Ane yang tak mau tia menaruh curiga harus memutar otak mencari alasan yang tepat untuk tia .
" Tumben tak bawa motor atau mobil den ?"
Ucap tia yang memang tak pernah mengendari motor atau mobil karena ia selalu di antar oleh sopir.
" Aku kesiangan . Kau tau sendiri kan , mama ku tidak akan ngijinin aku naik motor !"
Ucap denada .
" Den, menurut mu berita itu benar nggak ?"
Tia yang memang mengidolakan cowok tampan itu seperti penasaran dengan berita itu .
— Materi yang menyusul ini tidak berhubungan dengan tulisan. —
use std::process::ExitCode;

use clap::Parser;
use tracing::Level;
use tracing_subscriber::EnvFilter;

use spring_profile_resolver::cli::{self, Cli};

fn main() -> ExitCode {
    // user errors exit 1, including bad arguments; help/version exit 0
    let args = match Cli::try_parse() {
        Ok(args) => args,
        Err(e) => {
            let code = u8::from(e.use_stderr());
            let _ = e.print();
            return ExitCode::from(code);
        }
    };

    let log_level = match args.verbose {
        0 => Level::WARN,
        1 => Level::INFO,
        2 => Level::DEBUG,
        _ => Level::TRACE,
    };
    let filter = EnvFilter::builder()
        .with_default_directive(log_level.into())
        .from_env_lossy();
    tracing_subscriber::fmt()
        .with_env_filter(filter)
        .with_target(false)
        .without_time()
        .with_writer(std::io::stderr)
        .init();

    match cli::run(args) {
        Ok(warnings) => {
            cli::report_warnings(&warnings);
            ExitCode::SUCCESS
        }
        Err(e) => {
            eprintln!("error: {e}");
            ExitCode::from(e.exit_code())
        }
    }
}
//! Core data types for the resolver pipeline.
//!
//! A configuration tree is an ordered mapping of string keys to
//! [`ConfigValue`] nodes. Documents carry such a tree plus the activation
//! condition that gates them; the merger folds applicable documents into a
//! single tree while maintaining a flat dot-path → [`ConfigSource`] map so
//! the output formatter can say which file contributed each value.

use std::collections::{BTreeMap, BTreeSet, HashSet};
use std::fmt;
use std::path::PathBuf;

use indexmap::IndexMap;

use crate::expr::ProfileExpr;

/// An ordered string-keyed mapping of configuration nodes.
pub type Mapping = IndexMap<String, ConfigValue>;

/// Flat dot-path → origin map for the merged tree's leaves.
///
/// `BTreeMap` keeps iteration order deterministic, which the output
/// formatter and the warning report rely on.
pub type SourceMap = BTreeMap<String, ConfigSource>;

/// A node in a configuration tree: a scalar, a sequence, or a nested
/// mapping.
#[derive(Debug, Clone, PartialEq)]
pub enum ConfigValue {
    Null,
    Bool(bool),
    Int(i64),
    Float(f64),
    Str(String),
    Seq(Vec<ConfigValue>),
    Map(Mapping),
}

impl ConfigValue {
    pub fn is_map(&self) -> bool {
        matches!(self, ConfigValue::Map(_))
    }

    pub fn is_seq(&self) -> bool {
        matches!(self, ConfigValue::Seq(_))
    }

    pub fn is_scalar(&self) -> bool {
        !self.is_map() && !self.is_seq()
    }

    pub fn as_str(&self) -> Option<&str> {
        match self {
            ConfigValue::Str(s) => Some(s),
            _ => None,
        }
    }

    pub fn as_map(&self) -> Option<&Mapping> {
        match self {
            ConfigValue::Map(m) => Some(m),
            _ => None,
        }
    }

    pub fn as_map_mut(&mut self) -> Option<&mut Mapping> {
        match self {
            ConfigValue::Map(m) => Some(m),
            _ => None,
        }
    }

    /// Parse a raw string into a typed scalar.
    ///
    /// Tries: bool → integer → float → string. Floats are only accepted when
    /// the text contains a dot, so `NaN`/`inf` stay strings.
    pub fn from_scalar_str(s: &str) -> ConfigValue {
        if s.eq_ignore_ascii_case("true") {
            return ConfigValue::Bool(true);
        }
        if s.eq_ignore_ascii_case("false") {
            return ConfigValue::Bool(false);
        }
        if let Ok(i) = s.parse::<i64>() {
            return ConfigValue::Int(i);
        }
        if s.contains('.') {
            if let Ok(f) = s.parse::<f64>() {
                return ConfigValue::Float(f);
            }
        }
        ConfigValue::Str(s.to_string())
    }

    /// Render a scalar as the text a placeholder substitution would produce.
    ///
    /// Returns `None` for sequences, mappings, and null — those are not
    /// substitutable values.
    pub fn substitution_text(&self) -> Option<String> {
        match self {
            ConfigValue::Bool(b) => Some(b.to_string()),
            ConfigValue::Int(i) => Some(i.to_string()),
            ConfigValue::Float(f) => Some(format_float(*f)),
            ConfigValue::Str(s) => Some(s.clone()),
            ConfigValue::Null | ConfigValue::Seq(_) | ConfigValue::Map(_) => None,
        }
    }
}

/// Format a float so it round-trips as a float (`5.0`, not `5`).
pub fn format_float(f: f64) -> String {
    if f.fract() == 0.0 && f.is_finite() {
        format!("{f:.1}")
    } else {
        format!("{f}")
    }
}

/// Navigate a mapping by dot-path (`"server.ssl.enabled"`).
pub fn get_path<'a>(map: &'a Mapping, dotted: &str) -> Option<&'a ConfigValue> {
    let mut segments = dotted.split('.');
    let first = segments.next()?;
    let mut current = map.get(first)?;
    for segment in segments {
        current = current.as_map()?.get(segment)?;
    }
    Some(current)
}

/// Join a path prefix and a key into a dot-path.
pub fn join_path(prefix: &str, key: &str) -> String {
    if prefix.is_empty() {
        key.to_string()
    } else {
        format!("{prefix}.{key}")
    }
}

/// Where a configuration value came from: the file and the document within
/// it that last set the value.
#[derive(Debug, Clone, Eq)]
pub struct ConfigSource {
    pub file: PathBuf,
    pub document_index: usize,
    pub line: Option<u64>,
}

impl ConfigSource {
    pub fn new(file: impl Into<PathBuf>, document_index: usize) -> Self {
        ConfigSource {
            file: file.into(),
            document_index,
            line: None,
        }
    }
}

// Sources are value objects identified by file + document position; the
// line number is advisory and excluded from equality.
impl PartialEq for ConfigSource {
    fn eq(&self, other: &Self) -> bool {
        self.file == other.file && self.document_index == other.document_index
    }
}

impl fmt::Display for ConfigSource {
    fn fmt(&self, f: &mut fmt::Formatter<'_>) -> fmt::Result {
        let name = self
            .file
            .file_name()
            .map(|n| n.to_string_lossy().into_owned())
            .unwrap_or_else(|| self.file.display().to_string());
        match self.line {
            Some(line) => write!(f, "{name}:{line}"),
            None => write!(f, "{name}"),
        }
    }
}

/// One logical document: a YAML sub-document or a properties section
/// between `#---` markers.
#[derive(Debug, Clone)]
pub struct ConfigDocument {
    pub content: Mapping,
    /// Activation condition; `None` means unconditionally active.
    pub activation: Option<ProfileExpr>,
    /// `spring.config.activate.on-cloud-platform`, parsed but not matched
    /// unless the caller supplies a platform context.
    pub on_cloud_platform: Option<String>,
    pub source_file: PathBuf,
    /// 0-based position within the source file.
    pub document_index: usize,
}

impl ConfigDocument {
    pub fn new(content: Mapping, source_file: impl Into<PathBuf>, document_index: usize) -> Self {
        ConfigDocument {
            content,
            activation: None,
            on_cloud_platform: None,
            source_file: source_file.into(),
            document_index,
        }
    }

    pub fn source(&self) -> ConfigSource {
        ConfigSource::new(self.source_file.clone(), self.document_index)
    }

    /// Whether this document applies under the given active-profile set.
    pub fn is_applicable(&self, active: &HashSet<String>) -> bool {
        match &self.activation {
            None => true,
            Some(expr) => expr.evaluate(active),
        }
    }
}

/// A non-fatal finding accumulated during resolution.
#[derive(Debug, Clone, PartialEq)]
pub struct Warning {
    pub category: WarningCategory,
    pub message: String,
}

impl Warning {
    pub fn new(category: WarningCategory, message: impl Into<String>) -> Self {
        Warning {
            category,
            message: message.into(),
        }
    }
}

impl fmt::Display for Warning {
    fn fmt(&self, f: &mut fmt::Formatter<'_>) -> fmt::Result {
        write!(f, "[{}] {}", self.category.label(), self.message)
    }
}

#[derive(Debug, Clone, Copy, PartialEq, Eq, PartialOrd, Ord)]
pub enum WarningCategory {
    Parse,
    Restriction,
    UnknownProfile,
    Import,
    Placeholder,
    CloudPlatform,
    Vcap,
}

impl WarningCategory {
    pub fn label(&self) -> &'static str {
        match self {
            WarningCategory::Parse => "parse",
            WarningCategory::Restriction => "restriction",
            WarningCategory::UnknownProfile => "unknown-profile",
            WarningCategory::Import => "import",
            WarningCategory::Placeholder => "placeholder",
            WarningCategory::CloudPlatform => "cloud-platform",
            WarningCategory::Vcap => "vcap",
        }
    }
}

/// The resolver's output: the merged tree, per-leaf attribution, and
/// everything worth telling the user about.
#[derive(Debug, Clone)]
pub struct ResolverResult {
    pub config: Mapping,
    pub sources: SourceMap,
    /// Dot-paths whose value was replaced at least once during the merge.
    pub overridden: BTreeSet<String>,
    pub warnings: Vec<Warning>,
    /// The expanded active list, in precedence order.
    pub active_profiles: Vec<String>,
}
" Entahlah ? Lagi pula aku tidak mengenal nya ?"
Ucap denada dengan cuek nya .
" Huh,,,, gawat jika sampai semua orang tahu . Aku akan menjadi bahan bulian ."
Gumam ane dalam hati nya .
" Bagaimana ini ? Bagaimana menolak bryan untuk tidak menjemput ku ?"
" Apalagi dia minta aku menemani nya besuk malam ?"
" Aaaa,,, Mau di taruh di mana wajah ku ?"
Ane yang bermonolog sendiri dalam hati nya tak mendengar kan beberapa kali panggilan tia dan bunyi telepon nya yang terus menerus berdering .
" Den,,,, dena,,,."
" Den,,,, denaaaa,,,."
" Eh ,,,iya,,, ada apa ?"
" Itu,,,, bener nggak abang ojek nya ?"
Ucap tia yang menunjuk ke arah mobil yang menunggu di depan .
" Oh ,,iya ,,, ayo kita masuk !"
Ucap ane yang menarik tia masuk ke dalam mobil si abang ojek online nya .
Tia memandang sahabat nya penuh heran yang seperti nya tengah melamun tapi tia enggan menanyakan nya pada ane .
Ane yang memang beberapa hari bersama dengan bryan mulai merasa khawatir tentang hal itu menjadi trending kampus yang pasti nya di musuhi banyak cewek cewek kampus.
Mobil itu membawa mereka ke kafe favorit mereka sesuai aplikasi yang di pesan.